First what closures are not. Some writers have confused this notion with that of algebraic closures. Functional programming closures have nothing to do with algebraic closures. Don’t you believe it if  you get told it came from Group Theory. It does not. An algebraic closure is a property of an algebraic structure. Namely if a, b \in G and \bullet is an operation in G, then a \bullet b \in G. In other words the result of applying the operation on the members of G, is also a member in G. This says that G is closed under the operation \bullet, whatever that operation may be.

Functional programming closures have something to do with how the language should handle free variables in relation to functions. Since functional programming takes its cue from lambda calculus, let us define what free variables are in this  computational system. It is best done by an example below:

Consider \lambda x.yx . In this expression, y is free as it is not controlled by the lambda symbol, but x is bound because \lambda is enclosing that x, as we read from left to right. This is where the functional programming (FP) closures come from. FP closures tell us how it will handle those free variables when they occur in a function definition. The way this is explained in FP is in the area of environments and R have those too. Simply put when a function is defined, the system remembers that state of the environment where and when that function is defined. In other words, it remembers the declarations made inside the function such as names of variables and nested functions declared inside it.

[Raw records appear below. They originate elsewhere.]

//! Best-of-N tournament around single games: controller, clock and results.

mod clock;
mod controller;
mod export;
mod state;

pub use clock::{Clock, ManualClock, SessionTimer, SystemClock, TimerCheck, elapsed_between};
pub use controller::{
    EndReason, TournamentController, TournamentError, TournamentEvent, TournamentStatus,
};
pub use export::{
    ExportError, TSV_HEADER, result_line, results_filename, results_tsv, summary, write_results,
};
pub use state::{GameRecord, PlayerResult, SeriesRules, TournamentResult, TournamentState};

The best way I think this is illustrated is in the way FP closures mimic classes in OOP languages. Look at this code.

make_bal<- function (){
  val <- 0
  bal <- function (method){
    add_method <- function(x){
      val <<- val + x
    }
    get_method <- function() {
      val
    }
    if (method == "dep") {
      add_method
    }
    else {
      get_method
    }
  }
  bal
}

In R, the label “function” acts as our lambda declaration. In line 2, val is a free variable because it is not defined as an argument of the function. In line 4, x is bound. It is defined as a parameter in the function definition of add_method. However val is not accessible outside make_bal because it is defined inside it and so we could say it is a  “closed” to the outside world. In line 5 we use the <<- operator similar to set! in Scheme. That operator will hunt for val up the environment chain and will get the first one it finds which is in line 2.

So let us ask R to load our make_bal.

> account<-make_bal() 
> account("get")()
[1] 0
> account("dep")(50)
> account("get")()
[1] 50
> account("dep")(50)
> account("get")()
[1] 100
> withdraw<-account("dep") 
> withdraw(-50)
> account("get")()
[1] 50

In 1, we define a function from it, and call it account. In 2, we check that val is starting at 0. In 4, we made a deposit of 50. Each time we make a deposit, our balance increases as seen in line 8. Finally we can define a function called withdraw provided the amount we pass is always negative and as can be seen when we call it in line 13, the balance has been reduced by the amount we took out of our balance.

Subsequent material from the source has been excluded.